All in all, it took me about 1 day to implement implicit binary clauses, and about 3 days to debug it. Surprisingly, it came with some very positive side-effects. Firstly, the debugging session took out some very long-standing bugs in CryptoMiniSat. Secondly, since binary clauses represent most clauses in typical SAT problems, and since binary clauses cannot be subsumed by anything other than binary clauses, the subsumption algorithm has been notably speeded up and its memory usage has been reduced. The worst part of using implicit binary clauses has been the fact that I can no longer use binary clause-sorting to find binary xor clauses, and I must resort back to Tarjan’s strongly connected component finding algorithm. This algorithm is algorithmically faster (only O(V+E) versus O(n*logn) ), but practically slower, since I need to carry it out repeatedly, and I cannot save state. Furthermore, I haven’t yet coded it down, so I am using boost’s graph algorithm, which means that I now have a dependency in CryptoMiniSat. This will eventually be corrected, but it is already causing some trouble.

In the meantime, I have been parallelising CryptoMiniSat. Funnily enough, it took me about 2 days in total to multi-thread CryptoMiniSat versus the 4 days it took to implement implicit binary clauses. Oh well.

Wasting cluster time

Today marked the 100th cluster experiment I have conducted on the Grid’5000 cluster in Grenoble. The computers in this cluster are very powerful beasts, equipped with two Xeon Core i7-based processors, each with 4 cores for 8 cores in total with some impressive memory size and connectivity. The sad part is that since CryptoMiniSat is sequential software, I only use 1 core from the 8 total, since I cannot allow to have fluctuating test results due to memory-bandwidth problems when running multiple instances of the solver on the same physical computer. I have just counted, and using a very conservative estimate, I have wasted 41.8 years of  CPU core time to get CryptoMiniSat up to speed.

Was it worth wasting such immense amount of CPU core time to speed up a SAT solver? I think yes. First of all, I only used the cluster during night and during the weekends, when load was negligible. So, in a way I wasn’t wasting much apart from my own time launching the cluster experiments, collecting and analysing the results. Secondly, the feedback from the cluster immensely influenced my research and engineering decisions, and taught me many things regarding SAT. The best thing I have learnt is: never trust your intuitions when it comes to SAT. Secondly, good ideas on paper rarely turn out to be good ideas when first implemented, but with heavy tuning, they usually turn out to work well. Let me detail two examples.

Clause Vivification (I called it asymmetric branching) is a relatively simple example of why tuning is always necessary. This optimisation shortens clauses it is fed to, however, it is slow.

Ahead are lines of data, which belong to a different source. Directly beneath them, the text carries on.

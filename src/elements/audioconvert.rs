//! Audio sample format conversion stage.
//!
//! Converts interleaved `audio/x-raw` between S16LE and F32LE. Rate and
//! channel count pass through unchanged, so the output size follows from the
//! unit sizes of both formats.

use crate::buffer::Buffer;
use crate::element::{PadDirection, TransformImpl, TransformMode};
use crate::error::{Error, Result};
use crate::format::{Caps, Structure, Value};
use std::sync::{Mutex, PoisonError};
use tracing::debug;

/// Media type of raw audio.
pub const AUDIO_RAW: &str = "audio/x-raw";

/// Supported sample formats.
#[derive(Debug, Clone, Copy, PartialEq, Eq, Hash)]
pub enum SampleFormat {
    /// Signed 16-bit little-endian.
    S16Le,
    /// 32-bit float little-endian, nominal range [-1.0, 1.0].
    F32Le,
}

impl SampleFormat {
    /// Every supported format, in preference order.
    pub const ALL: [SampleFormat; 2] = [SampleFormat::S16Le, SampleFormat::F32Le];

    /// Caps name of the format.
    pub fn as_str(self) -> &'static str {
        match self {
            Self::S16Le => "S16LE",
            Self::F32Le => "F32LE",
        }
    }

    /// Parse a caps format name.
    pub fn from_name(name: &str) -> Option<Self> {
        Self::ALL.into_iter().find(|f| f.as_str() == name)
    }

    /// Format of a fixed audio structure.
    pub fn from_structure(s: &Structure) -> Option<Self> {
        s.get_str("format").and_then(Self::from_name)
    }

    /// Bytes per sample.
    pub fn bytes_per_sample(self) -> usize {
        match self {
            Self::S16Le => 2,
            Self::F32Le => 4,
        }
    }

    /// Fixed caps for this format.
    pub fn caps(self, rate: i32, channels: i32) -> Caps {
        Caps::builder(AUDIO_RAW)
            .field("format", self.as_str())
            .field("rate", rate)
            .field("channels", channels)
            .build()
    }
}

/// Template shared by the audio stages: both formats, any rate and layout.
pub fn audio_template() -> Caps {
    Caps::builder(AUDIO_RAW)
        .field("format", Value::list(SampleFormat::ALL.map(SampleFormat::as_str)))
        .field("rate", 1..=i32::MAX)
        .field("channels", 1..=64i32)
        .build()
}

/// Bytes per frame of fixed audio caps.
pub(crate) fn frame_size(caps: &Caps) -> Option<usize> {
    let s = caps.structure(0)?;
    let format = SampleFormat::from_structure(s)?;
    let channels = usize::try_from(s.get_int("channels")?).ok()?;
    Some(channels * format.bytes_per_sample())
}

/// Converts audio samples between S16LE and F32LE.
///
/// Equal input and output caps make the stage passthrough.
///
/// # Example
///
/// ```rust
/// use parallax_transform::prelude::*;
/// use parallax_transform::elements::SampleFormat;
///
/// let stage = Stage::new(AudioConvert::new(), StageConfig::default());
/// let s16 = SampleFormat::S16Le.caps(48000, 2);
/// let f32 = SampleFormat::F32Le.caps(48000, 2);
///
/// stage.negotiate(PadDirection::Input, &s16).unwrap();
/// assert!(stage.is_passthrough());
///
/// // 10 stereo S16 frames become 10 stereo F32 frames.
/// assert_eq!(stage.transform_size(PadDirection::Input, &s16, 40, &f32).unwrap(), 80);
/// ```
#[derive(Debug, Default)]
pub struct AudioConvert {
    conversion: Mutex<Option<(SampleFormat, SampleFormat)>>,
}

impl AudioConvert {
    /// Create an unconfigured converter.
    pub fn new() -> Self {
        Self::default()
    }

    /// The configured `(input, output)` formats.
    pub fn conversion(&self) -> Option<(SampleFormat, SampleFormat)> {
        *self.conversion.lock().unwrap_or_else(PoisonError::into_inner)
    }
}

impl TransformImpl for AudioConvert {
    const MODE: TransformMode = TransformMode::NeverInPlace;
    const PASSTHROUGH_ON_SAME_CAPS: bool = true;
    const HAS_UNIT_SIZE: bool = true;

    fn sink_template(&self) -> Caps {
        audio_template()
    }

    fn src_template(&self) -> Caps {
        audio_template()
    }

    fn transform_structure(&self, _direction: PadDirection, s: &Structure) -> Vec<Structure> {
        let formats: Vec<&str> = match SampleFormat::from_structure(s) {
            Some(own) => std::iter::once(own)
                .chain(SampleFormat::ALL.into_iter().filter(|f| *f != own))
                .map(SampleFormat::as_str)
                .collect(),
            None => SampleFormat::ALL.map(SampleFormat::as_str).to_vec(),
        };
        let mut out = s.clone();
        out.set("format", Value::list(formats));
        vec![out]
    }

    fn set_caps(&self, incaps: &Caps, outcaps: &Caps) -> Result<()> {
        let format = |caps: &Caps| {
            caps.structure(0)
                .and_then(SampleFormat::from_structure)
                .ok_or_else(|| Error::InvalidInput(format!("unsupported audio caps {caps}")))
        };
        let (from, to) = (format(incaps)?, format(outcaps)?);
        debug!(from = from.as_str(), to = to.as_str(), "audio conversion configured");
        *self.conversion.lock().unwrap_or_else(PoisonError::into_inner) = Some((from, to));
        Ok(())
    }

    fn unit_size(&self, caps: &Caps) -> Option<usize> {
        frame_size(caps)
    }

    fn transform(&self, input: &Buffer, output: &mut Buffer) -> Result<()> {
        let (from, to) = self.conversion().ok_or(Error::NotNegotiated)?;
        let samples = input.len() / from.bytes_per_sample();
        if output.len() != samples * to.bytes_per_sample() {
            return Err(Error::TransformFailed(format!(
                "output holds {} bytes, need {}",
                output.len(),
                samples * to.bytes_per_sample()
            )));
        }
        let src = input.as_bytes();
        let dst = output
            .data_mut()
            .ok_or_else(|| Error::TransformFailed("output buffer not writable".into()))?;

        match (from, to) {
            (SampleFormat::S16Le, SampleFormat::F32Le) => {
                for (i, o) in src.chunks_exact(2).zip(dst.chunks_exact_mut(4)) {
                    let v = i16::from_le_bytes([i[0], i[1]]) as f32 / 32768.0;
                    o.copy_from_slice(&v.to_le_bytes());
                }
            }
            (SampleFormat::F32Le, SampleFormat::S16Le) => {
                for (i, o) in src.chunks_exact(4).zip(dst.chunks_exact_mut(2)) {
                    let v = f32::from_le_bytes([i[0], i[1], i[2], i[3]]);
                    let s = (v.clamp(-1.0, 1.0) * 32767.0).round() as i16;
                    o.copy_from_slice(&s.to_le_bytes());
                }
            }
            _ => dst.copy_from_slice(&src[..dst.len()]),
        }
        Ok(())
    }
}

#[cfg(test)]
mod tests {
    use super::*;
    use crate::metadata::Metadata;
    use crate::transform::{Stage, StageConfig};

    fn s16_bytes(samples: &[i16]) -> Vec<u8> {
        samples.iter().flat_map(|s| s.to_le_bytes()).collect()
    }

    fn f32_samples(bytes: &[u8]) -> Vec<f32> {
        bytes
            .chunks_exact(4)
            .map(|b| f32::from_le_bytes([b[0], b[1], b[2], b[3]]))
            .collect()
    }

    #[test]
    fn test_unit_size_from_caps() {
        let convert = AudioConvert::new();
        assert_eq!(convert.unit_size(&SampleFormat::S16Le.caps(48000, 2)), Some(4));
        assert_eq!(convert.unit_size(&SampleFormat::F32Le.caps(48000, 6)), Some(24));
        assert_eq!(convert.unit_size(&Caps::builder(AUDIO_RAW).build()), None);
    }

    #[test]
    fn test_transform_structure_offers_both_formats() {
        let convert = AudioConvert::new();
        let caps = SampleFormat::F32Le.caps(44100, 1);
        let out = convert.transform_caps(PadDirection::Input, &caps, None);
        let s = out.structure(0).unwrap();
        assert_eq!(s.get("format"), Some(&Value::list(["F32LE", "S16LE"])));
        assert_eq!(s.get_int("rate"), Some(44100));
    }

    #[test]
    fn test_s16_to_f32_conversion() {
        let convert = AudioConvert::new();
        convert
            .set_caps(&SampleFormat::S16Le.caps(48000, 1), &SampleFormat::F32Le.caps(48000, 1))
            .unwrap();

        // Silence, max positive, max negative
        let input = Buffer::from_vec(s16_bytes(&[0, 32767, -32768]), Metadata::new());
        let mut output = Buffer::allocate(12).unwrap();
        convert.transform(&input, &mut output).unwrap();

        let out = f32_samples(output.as_bytes());
        assert!((out[0] - 0.0).abs() < 0.001, "Silence should be ~0.0, got {}", out[0]);
        assert!((out[1] - 1.0).abs() < 0.001, "Max positive should be ~1.0, got {}", out[1]);
        assert!((out[2] + 1.0).abs() < 0.001, "Max negative should be ~-1.0, got {}", out[2]);
    }

    #[test]
    fn test_f32_to_s16_clamps() {
        let convert = AudioConvert::new();
        convert
            .set_caps(&SampleFormat::F32Le.caps(48000, 1), &SampleFormat::S16Le.caps(48000, 1))
            .unwrap();

        let input: Vec<u8> = [-2.0f32, 0.0, 0.5, 2.0].iter().flat_map(|v| v.to_le_bytes()).collect();
        let input = Buffer::from_vec(input, Metadata::new());
        let mut output = Buffer::allocate(8).unwrap();
        convert.transform(&input, &mut output).unwrap();

        let out: Vec<i16> = output
            .as_bytes()
            .chunks_exact(2)
            .map(|b| i16::from_le_bytes([b[0], b[1]]))
            .collect();
        assert_eq!(out, vec![-32767, 0, 16384, 32767]);
    }

    #[test]
    fn test_output_size_checked() {
        let convert = AudioConvert::new();
        convert
            .set_caps(&SampleFormat::S16Le.caps(48000, 1), &SampleFormat::F32Le.caps(48000, 1))
            .unwrap();
        let input = Buffer::from_vec(s16_bytes(&[1, 2]), Metadata::new());
        let mut output = Buffer::allocate(4).unwrap();
        assert!(matches!(
            convert.transform(&input, &mut output),
            Err(Error::TransformFailed(_))
        ));
    }

    #[test]
    fn test_unconfigured_transform_fails() {
        let convert = AudioConvert::new();
        let input = Buffer::from_vec(s16_bytes(&[1]), Metadata::new());
        let mut output = Buffer::allocate(4).unwrap();
        assert!(matches!(
            convert.transform(&input, &mut output),
            Err(Error::NotNegotiated)
        ));
    }

    #[test]
    fn test_same_format_is_passthrough() {
        let stage = Stage::new(AudioConvert::new(), StageConfig::default());
        let caps = SampleFormat::S16Le.caps(48000, 2);
        stage.negotiate(PadDirection::Input, &caps).unwrap();
        assert!(stage.is_passthrough());
        assert!(!stage.allocation().is_bound());
        assert_eq!(stage.imp().conversion(), Some((SampleFormat::S16Le, SampleFormat::S16Le)));
    }
}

The idea I used when tuning this optimisation is that the longest clauses are probably responsible for the slow solving and the long generated conflict clauses. So, I sort clauses according to size first, and then do clause vivification on the topmost (i.e. longest) clauses. Furthermore, I realised that enqueueing literals 2-by-2 on the stack (instead of enqueueing 1-by-1) saves significant time, and is almost as good as enqueueing them 1-by-1 — the difference is at most 1 literal in the final simplified clause.

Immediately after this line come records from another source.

//! Stage configuration.

use crate::observability::TracingConfig;

/// Construction-time settings of a [`Stage`](super::Stage).
///
/// ```rust
/// use parallax_transform::transform::StageConfig;
///
/// let config = StageConfig::default()
///     .with_name("volume0")
///     .with_qos(true)
///     .with_pool_buffers(4, 8);
/// assert_eq!(config.pool_max_buffers, 8);
/// ```
#[derive(Debug, Clone)]
pub struct StageConfig {
    /// Stage name used in logs and metric labels.
    pub name: Option<String>,
    /// Whether the QoS governor starts enabled.
    pub qos: bool,
    /// Skip the transform hooks for GAP-flagged buffers.
    pub gap_aware: bool,
    /// Offer the peer's caps unchanged first when answering caps queries.
    pub prefer_passthrough: bool,
    /// Defer `configure` from negotiation to the next buffer.
    pub delay_configure: bool,
    /// Buffers preallocated by a local output pool.
    pub pool_min_buffers: usize,
    /// Outstanding buffer limit of a local output pool (0 = unlimited).
    pub pool_max_buffers: usize,
    /// Span settings.
    pub tracing: TracingConfig,
}

impl Default for StageConfig {
    fn default() -> Self {
        Self {
            name: None,
            qos: false,
            gap_aware: false,
            prefer_passthrough: true,
            delay_configure: false,
            pool_min_buffers: 2,
            pool_max_buffers: 0,
            tracing: TracingConfig::default(),
        }
    }
}

impl StageConfig {
    /// Set the stage name.
    pub fn with_name(mut self, name: impl Into<String>) -> Self {
        self.name = Some(name.into());
        self
    }

    /// Enable or disable QoS.
    pub fn with_qos(mut self, enabled: bool) -> Self {
        self.qos = enabled;
        self
    }

    /// Enable or disable gap awareness.
    pub fn with_gap_aware(mut self, gap_aware: bool) -> Self {
        self.gap_aware = gap_aware;
        self
    }

    /// Set the passthrough preference for caps queries.
    pub fn with_prefer_passthrough(mut self, prefer: bool) -> Self {
        self.prefer_passthrough = prefer;
        self
    }

    /// Defer configuration to the first buffer.
    pub fn with_delay_configure(mut self, delay: bool) -> Self {
        self.delay_configure = delay;
        self
    }

    /// Set local pool buffer counts.
    pub fn with_pool_buffers(mut self, min: usize, max: usize) -> Self {
        self.pool_min_buffers = min;
        self.pool_max_buffers = max;
        self
    }

    /// Set span settings.
    pub fn with_tracing(mut self, tracing: TracingConfig) -> Self {
        self.tracing = tracing;
        self
    }
}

A more complex example is that of speeding up self-subsuming resolution. The problem was that keeping all clauses attached in the watchlists slowed down self-subsuming resolution. However, the obvious solution of detaching all clauses and reattaching them after self-subs. resolution was incomplete, strangely enough. With multiple cluster experiments it became apparent that keeping clauses attached is important, because some propagations are made during the running of the algorithm, and propagating these (very few!) variables is crucial. The solution was to keep natively stored (2- and 3-long clauses) in the watchlists. These natively kept clauses don’t have pointers in the watchlists, and therefore their representation at the pointer’s location can be updated. The watchlists are therefore partially cleaned, then self-subsuming resolution is carried out, then the watchlists are fully cleaned and finally the watchlists are fully populated — not exactly a trivial algorithm, but it achieves both goals of fast and complete self-subsuming resolution.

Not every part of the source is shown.